OOH! A veryveryvery interesting idea for a fic, my friend. :)

Anyways, to the CC. ^^

Hmm, if these were Luke's thoughts about his childhood and such shouldn't it be in... *cough* past tense? :/ Lookie here:

'He is only four when...' See, he was /four/ years old then. Don't you think it was; 'He was only four when...' But I think you were just trying a different writing style, I presume? If so, alright then. :)

Other minor mistakes:

'But for now, he is confused at the very moment.' Hmm, replace the 'the' before very to 'this'.

'And instantly, He felt his anger...' Er, lower case the 'h' in 'he'. :)

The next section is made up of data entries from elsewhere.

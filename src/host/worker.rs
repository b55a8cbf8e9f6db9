//! Host group worker
//!
//! Runs every sub-test of one group `iterations` times over its own socket.
//! A send or receive failure ends the whole run; a missing reply only ends
//! the iteration.

use rand::rngs::StdRng;
use rand::{RngCore, SeedableRng};
use std::io;
use std::net::{IpAddr, Ipv4Addr, Ipv6Addr, SocketAddr};
use std::time::Duration;
use tokio::time::Instant;
use tracing::{debug, info};

use super::catalog::{GroupPlan, MAX_GROUP_LEN};
use super::classify::{classify, Outcome, TestResult};
use crate::errors::{CatalogError, LoopcheckError, TransportError};
use crate::observability::telemetry::{record_iteration, sanitize_for_log};
use crate::protocol::{BoardId, CatalogEntry, TestReply, TestRequest, DATA_LEN};
use crate::transport::{self, DatagramChannel, MAX_DATAGRAM};

#[derive(Debug, Clone, Copy)]
pub struct WorkerSettings {
    pub board_id: BoardId,
    pub iterations: u32,
    pub recv_timeout: Duration,
    pub tolerance: u8,
    pub seed: Option<u64>,
}

/// Wall-clock span a group worker was active.
#[derive(Debug, Clone, Copy, PartialEq, Eq)]
pub struct ExecutionWindow {
    pub started: Instant,
    pub finished: Instant,
}

impl ExecutionWindow {
    pub fn overlaps(&self, other: &ExecutionWindow) -> bool {
        self.started < other.finished && other.started < self.finished
    }

    pub fn duration(&self) -> Duration {
        self.finished.saturating_duration_since(self.started)
    }
}

#[derive(Debug, Clone)]
pub struct GroupRun {
    pub plan: GroupPlan,
    /// One vector per entry in group order, one result per iteration
    pub results: Vec<Vec<TestResult>>,
    pub window: ExecutionWindow,
}

fn unspecified_for(target: &SocketAddr) -> SocketAddr {
    let ip = match target.ip() {
        IpAddr::V4(_) => IpAddr::V4(Ipv4Addr::UNSPECIFIED),
        IpAddr::V6(_) => IpAddr::V6(Ipv6Addr::UNSPECIFIED),
    };
    SocketAddr::new(ip, 0)
}

/// Bind an ephemeral socket and run the group against `target`.
pub async fn run_group(
    plan: GroupPlan,
    entries: Vec<CatalogEntry>,
    target: SocketAddr,
    settings: WorkerSettings,
) -> Result<GroupRun, LoopcheckError> {
    let socket = transport::bind(unspecified_for(&target)).await?;
    run_group_on(&socket, plan, &entries, target, settings).await
}

pub async fn run_group_on<C>(
    channel: &C,
    plan: GroupPlan,
    entries: &[CatalogEntry],
    target: SocketAddr,
    settings: WorkerSettings,
) -> Result<GroupRun, LoopcheckError>
where
    C: DatagramChannel + ?Sized,
{
    let too_large = CatalogError::GroupTooLarge {
        len: entries.len(),
        max: MAX_GROUP_LEN,
    };
    if entries.len() > MAX_GROUP_LEN {
        return Err(too_large.into());
    }
    let local = channel.local_addr().map_err(|source| TransportError::Socket {
        addr: unspecified_for(&target),
        source,
    })?;
    let mut rng = match settings.seed {
        Some(seed) => StdRng::seed_from_u64(seed.wrapping_add(plan.index as u64)),
        None => StdRng::from_os_rng(),
    };

    info!(entries = entries.len(), %target, "Group started");
    let started = Instant::now();
    let mut results = Vec::with_capacity(entries.len());

    for (sub_test, entry) in entries.iter().enumerate() {
        let selector = u8::try_from(sub_test).map_err(|_| too_large.clone())?;
        let mut entry_results = Vec::with_capacity(settings.iterations as usize);

        for iteration in 0..settings.iterations {
            let mut sent = [0u8; DATA_LEN];
            rng.fill_bytes(&mut sent);
            let request = TestRequest::new(settings.board_id, selector, sent);

            drain(channel, local)?;
            channel
                .send_to(&request.encode(), target)
                .await
                .map_err(|source| TransportError::Send {
                    peer: target,
                    source,
                })?;
            let begin = Instant::now();
            let reply = await_reply(channel, local, target, &settings, selector).await?;
            let elapsed = begin.elapsed();

            let outcome = match reply {
                Some(reply) => classify(entry.criterion, settings.tolerance, &sent, &reply),
                None => Outcome::Timeout,
            };
            record_iteration(sub_test, iteration, outcome.as_str(), elapsed);
            entry_results.push(TestResult { outcome, elapsed });
        }

        debug!(
            entry = %sanitize_for_log(entry.display_name()),
            matches = entry_results.iter().filter(|r| r.outcome == Outcome::Match).count(),
            "Entry finished"
        );
        results.push(entry_results);
    }

    let window = ExecutionWindow {
        started,
        finished: Instant::now(),
    };
    info!(elapsed_ms = window.duration().as_millis() as u64, "Group finished");
    Ok(GroupRun {
        plan,
        results,
        window,
    })
}

/// Discard anything already queued so a late reply cannot be taken for the
/// next iteration's.
fn drain<C: DatagramChannel + ?Sized>(channel: &C, local: SocketAddr) -> Result<(), TransportError> {
    let mut buf = [0u8; MAX_DATAGRAM];
    loop {
        match channel.try_recv_from(&mut buf) {
            Ok((len, from)) => debug!(len, %from, "Drained late datagram"),
            Err(e) if e.kind() == io::ErrorKind::WouldBlock => return Ok(()),
            Err(source) => return Err(TransportError::Receive { local, source }),
        }
    }
}

/// Wait for the target's reply to the outstanding request; `None` on deadline.
async fn await_reply<C: DatagramChannel + ?Sized>(
    channel: &C,
    local: SocketAddr,
    target: SocketAddr,
    settings: &WorkerSettings,
    sub_test: u8,
) -> Result<Option<TestReply>, TransportError> {
    let deadline = Instant::now() + settings.recv_timeout;
    let mut buf = [0u8; MAX_DATAGRAM];
    loop {
        let (len, from) = match tokio::time::timeout_at(deadline, channel.recv_from(&mut buf)).await {
            Err(_) => return Ok(None),
            Ok(received) => received.map_err(|source| TransportError::Receive { local, source })?,
        };
        if from != target {
            debug!(%from, %target, "Discarding datagram from unexpected peer");
            continue;
        }
        match TestReply::decode(&buf[..len]) {
            Ok(reply) if reply.board_id == settings.board_id && reply.sub_test == sub_test => {
                return Ok(Some(reply));
            }
            Ok(reply) => debug!(%from, sub_test = reply.sub_test, "Discarding reply for another request"),
            Err(e) => debug!(%from, error = %e, "Discarding undecodable datagram"),
        }
    }
}
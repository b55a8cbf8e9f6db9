//! Bound test routines
//!
//! The dispatcher only knows [`TestRoutine`]: run sub-test K on a buffer and
//! return a definite [`Status`]. Interrupt-style peripheral pairs plug in
//! through [`PeripheralPair`] and [`TransferRoutine`], which owns the signal
//! the peripheral callbacks release and the abort-and-drain cleanup.

use async_trait::async_trait;
use std::sync::atomic::{AtomicBool, Ordering};
use std::sync::Arc;
use std::time::Duration;
use thiserror::Error;
use tracing::debug;

use super::signal::CompletionSignal;
use crate::config::DeviceConfig;
use crate::protocol::{Status, DATA_LEN};

#[async_trait]
pub trait TestRoutine: Send + Sync {
    fn name(&self) -> &str;

    /// Run `sub_test` over `data` in place. The routine bounds its own waits;
    /// it must always return.
    async fn run(&self, sub_test: u8, data: &mut [u8; DATA_LEN]) -> Status;
}

/// A peripheral call that was refused before any transfer started.
#[derive(Debug, Clone, Copy, PartialEq, Eq, Error)]
pub enum PeripheralError {
    #[error("peripheral is busy")]
    Busy,
    #[error("peripheral rejected the request")]
    Rejected,
}

/// Callback side of a transfer. Peripherals call these from their own
/// completion context; none of them block.
#[derive(Debug, Default)]
pub struct PeripheralEvents {
    signal: CompletionSignal,
    fault: AtomicBool,
}

impl PeripheralEvents {
    pub fn new() -> Self {
        Self::default()
    }

    /// Receive side finished.
    pub fn complete(&self) {
        self.signal.release();
    }

    /// Asynchronous error raised after the transfer was started.
    pub fn fault(&self) {
        self.fault.store(true, Ordering::SeqCst);
        self.signal.release();
    }

    /// An abort request settled.
    pub fn abort_complete(&self) {
        self.signal.release();
    }

    fn reset(&self) {
        self.fault.store(false, Ordering::SeqCst);
        self.signal.clear();
    }

    fn take_fault(&self) -> bool {
        self.fault.swap(false, Ordering::SeqCst)
    }
}

/// Two peripherals wired back to back: one transmits, the other receives.
pub trait PeripheralPair: Send + Sync {
    fn name(&self) -> &str;

    /// Number of sub-test selectors this pair understands.
    fn sub_tests(&self) -> u8;

    fn arm_receiver(
        &self,
        sub_test: u8,
        len: usize,
        events: &Arc<PeripheralEvents>,
    ) -> Result<(), PeripheralError>;

    fn start_transmitter(
        &self,
        sub_test: u8,
        data: &[u8],
        events: &Arc<PeripheralEvents>,
    ) -> Result<(), PeripheralError>;

    /// Cancel the armed receive. Settles through `abort_complete`.
    fn abort_receiver(&self, sub_test: u8, events: &Arc<PeripheralEvents>);

    /// Cancel the transmit. Settles through `abort_complete`.
    fn abort_transmitter(&self, sub_test: u8, events: &Arc<PeripheralEvents>);

    /// Copy what the receiver captured into `data`.
    fn collect(&self, sub_test: u8, data: &mut [u8]);
}

#[derive(Debug, Clone, Copy, PartialEq, Eq)]
pub struct RoutineTiming {
    /// Wait for the transfer to complete
    pub completion: Duration,
    /// Wait for each abort to settle
    pub abort: Duration,
}

impl RoutineTiming {
    pub fn from_config(config: &DeviceConfig) -> Self {
        Self {
            completion: config.routine_timeout(),
            abort: config.abort_timeout(),
        }
    }
}

impl Default for RoutineTiming {
    fn default() -> Self {
        Self::from_config(&DeviceConfig::default())
    }
}

/// Interrupt-mode transfer over a [`PeripheralPair`].
pub struct TransferRoutine<P> {
    pair: P,
    events: Arc<PeripheralEvents>,
    timing: RoutineTiming,
}

impl<P: PeripheralPair> TransferRoutine<P> {
    pub fn new(pair: P, timing: RoutineTiming) -> Self {
        Self {
            pair,
            events: Arc::new(PeripheralEvents::new()),
            timing,
        }
    }

    pub fn pair(&self) -> &P {
        &self.pair
    }

    async fn abort_receiver(&self, sub_test: u8) {
        self.pair.abort_receiver(sub_test, &self.events);
        if !self.events.signal.wait_timeout(self.timing.abort).await {
            debug!(routine = self.pair.name(), sub_test, "Receiver abort did not settle");
        }
    }

    async fn abort_transmitter(&self, sub_test: u8) {
        self.pair.abort_transmitter(sub_test, &self.events);
        if !self.events.signal.wait_timeout(self.timing.abort).await {
            debug!(routine = self.pair.name(), sub_test, "Transmitter abort did not settle");
        }
    }
}

#[async_trait]
impl<P: PeripheralPair> TestRoutine for TransferRoutine<P> {
    fn name(&self) -> &str {
        self.pair.name()
    }

    async fn run(&self, sub_test: u8, data: &mut [u8; DATA_LEN]) -> Status {
        if sub_test >= self.pair.sub_tests() {
            return Status::Ok;
        }
        self.events.reset();

        if let Err(e) = self.pair.arm_receiver(sub_test, DATA_LEN, &self.events) {
            debug!(routine = self.pair.name(), sub_test, error = %e, "Receiver refused");
            return Status::RoutineError;
        }
        if let Err(e) = self.pair.start_transmitter(sub_test, &data[..], &self.events) {
            debug!(routine = self.pair.name(), sub_test, error = %e, "Transmitter refused");
            self.abort_receiver(sub_test).await;
            return Status::RoutineError;
        }

        if !self.events.signal.wait_timeout(self.timing.completion).await {
            self.abort_receiver(sub_test).await;
            self.abort_transmitter(sub_test).await;
            return Status::OverTime;
        }
        if self.events.take_fault() {
            self.abort_receiver(sub_test).await;
            self.abort_transmitter(sub_test).await;
            return Status::InterruptError;
        }

        self.pair.collect(sub_test, data);
        Status::Ok
    }
}
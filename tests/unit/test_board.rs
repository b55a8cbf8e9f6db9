//! Unit tests for the emulated board, identity service and dispatcher
//!
//! Everything here is driven in-process; no sockets are opened.

use loopcheck::config::DeviceConfig;
use loopcheck::device::sim::{reference_board, REFERENCE_BOARD_ID};
use loopcheck::device::{Admission, Dispatcher, DropReason, IdentityService};
use loopcheck::host::partition_groups;
use loopcheck::protocol::{
    decode_catalog_size, BoardId, CatalogEntry, IdentityRecord, InitCommand, Schedule, Status,
    TestRequest, DATA_LEN,
};
use std::net::SocketAddr;

const GROUP_BASE: u16 = 50007;

fn sender() -> SocketAddr {
    "192.168.8.1:40000".parse().unwrap()
}

fn dispatcher() -> Dispatcher {
    let board = reference_board(&DeviceConfig::default()).unwrap();
    Dispatcher::new(board.identity().board_id, GROUP_BASE, board.routines().to_vec())
}

// ============================================================================
// Identity service over the reference catalog
// ============================================================================

#[test]
fn test_catalog_walk_matches_board() {
    let board = reference_board(&DeviceConfig::default()).unwrap();
    let service = IdentityService::new(board.identity().clone(), board.catalog().to_vec());

    let identity = service.on_inbound(&InitCommand::identity().encode()).unwrap();
    let identity = IdentityRecord::decode(&identity).unwrap();
    assert_eq!(identity.board_id, REFERENCE_BOARD_ID);

    let size = service
        .on_inbound(&InitCommand::catalog_size(identity.board_id).encode())
        .unwrap();
    let size = decode_catalog_size(&size).unwrap();
    assert_eq!(size, 18);

    let catalog: Vec<CatalogEntry> = (0..size)
        .map(|i| {
            let bytes = service
                .on_inbound(&InitCommand::catalog_entry(identity.board_id, i).encode())
                .unwrap();
            CatalogEntry::decode(&bytes).unwrap()
        })
        .collect();
    assert_eq!(catalog, board.catalog());

    let groups = partition_groups(&catalog).unwrap();
    assert_eq!(groups.len(), board.group_count());
    assert_eq!(groups[4].schedule, Schedule::Sequential);
    assert_eq!(groups[4].entries(&catalog)[2].display_name(), "dac1 to adc3");
}

// ============================================================================
// Admission
// ============================================================================

#[test]
fn test_admission_by_port() {
    let d = dispatcher();
    let packet = TestRequest::new(REFERENCE_BOARD_ID, 0, [7; DATA_LEN]).encode();

    assert_eq!(d.on_inbound(GROUP_BASE + 2, &packet, sender()), Admission::Accepted);
    assert!(d.slot(2).unwrap().is_busy());
    assert!(!d.slot(1).unwrap().is_busy());

    // Nothing serves the slot, so a second request finds it busy.
    assert_eq!(
        d.on_inbound(GROUP_BASE + 2, &packet, sender()),
        Admission::Dropped(DropReason::Busy)
    );
    assert_eq!(d.on_inbound(GROUP_BASE + 3, &packet, sender()), Admission::Accepted);
}

#[test]
fn test_foreign_board_dropped_before_size_check() {
    let d = dispatcher();
    let mut packet = TestRequest::new(BoardId([9, 9, 9]), 0, [0; DATA_LEN]).encode();
    packet.truncate(40);
    assert_eq!(
        d.on_inbound(GROUP_BASE, &packet, sender()),
        Admission::Dropped(DropReason::BoardIdMismatch)
    );
}

#[test]
fn test_out_of_range_port_dropped() {
    let d = dispatcher();
    let packet = TestRequest::new(REFERENCE_BOARD_ID, 0, [0; DATA_LEN]).encode();
    assert_eq!(
        d.on_inbound(GROUP_BASE + 6, &packet, sender()),
        Admission::Dropped(DropReason::UnknownGroup)
    );
    assert_eq!(
        d.on_inbound(GROUP_BASE - 1, &packet, sender()),
        Admission::Dropped(DropReason::UnknownGroup)
    );
}

#[test]
fn test_wrong_size_and_bad_status_dropped() {
    let d = dispatcher();
    let mut long = TestRequest::new(REFERENCE_BOARD_ID, 0, [0; DATA_LEN]).encode();
    long.push(0);
    assert_eq!(
        d.on_inbound(GROUP_BASE, &long, sender()),
        Admission::Dropped(DropReason::BadSize)
    );

    let mut bad_status = TestRequest::new(REFERENCE_BOARD_ID, 0, [0; DATA_LEN]).encode();
    bad_status[113] = 0xEE;
    assert_eq!(
        d.on_inbound(GROUP_BASE, &bad_status, sender()),
        Admission::Dropped(DropReason::Malformed)
    );
    assert!(!d.slot(0).unwrap().is_busy());
}

// ============================================================================
// Routines through the trait object
// ============================================================================

#[tokio::test]
async fn test_reference_routines_echo() {
    let board = reference_board(&DeviceConfig::default()).unwrap();
    let mut payload = [0u8; DATA_LEN];
    for (i, b) in payload.iter_mut().enumerate() {
        *b = (i * 7) as u8;
    }

    for (group, routine) in board.routines().iter().enumerate() {
        let mut data = payload;
        let status = routine.run(0, &mut data).await;
        assert_eq!(status, Status::Ok, "group {group} ({})", routine.name());
        if group == 4 {
            assert!((i16::from(data[0]) - i16::from(payload[0])).abs() <= 3);
        } else {
            assert_eq!(data, payload, "group {group}");
        }
    }
}

#[tokio::test]
async fn test_unknown_selector_leaves_buffer() {
    let board = reference_board(&DeviceConfig::default()).unwrap();
    let routine = &board.routines()[0];
    let mut data = [0x33u8; DATA_LEN];
    assert_eq!(routine.run(200, &mut data).await, Status::Ok);
    assert_eq!(data, [0x33u8; DATA_LEN]);
}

'And he made a realization that this is the beginning of his hatred towards his careless father.' Er, the sentence /kinda/ sounded a bit awkward, you know? Advice: Whenever you write down the last line, don't start it with a conjunction like, 'and', 'but', 'or'.

How about if you used; 'Now, he made a realization that this is the beginning of his hatred towards his careless father.'

There! :)

See, overall it was pretty good, actually. ;) However, it is as if it were taken in the book or something. o.o The repetitiveness of his hatred to his father. Eh, this doesn't really grab me or anything.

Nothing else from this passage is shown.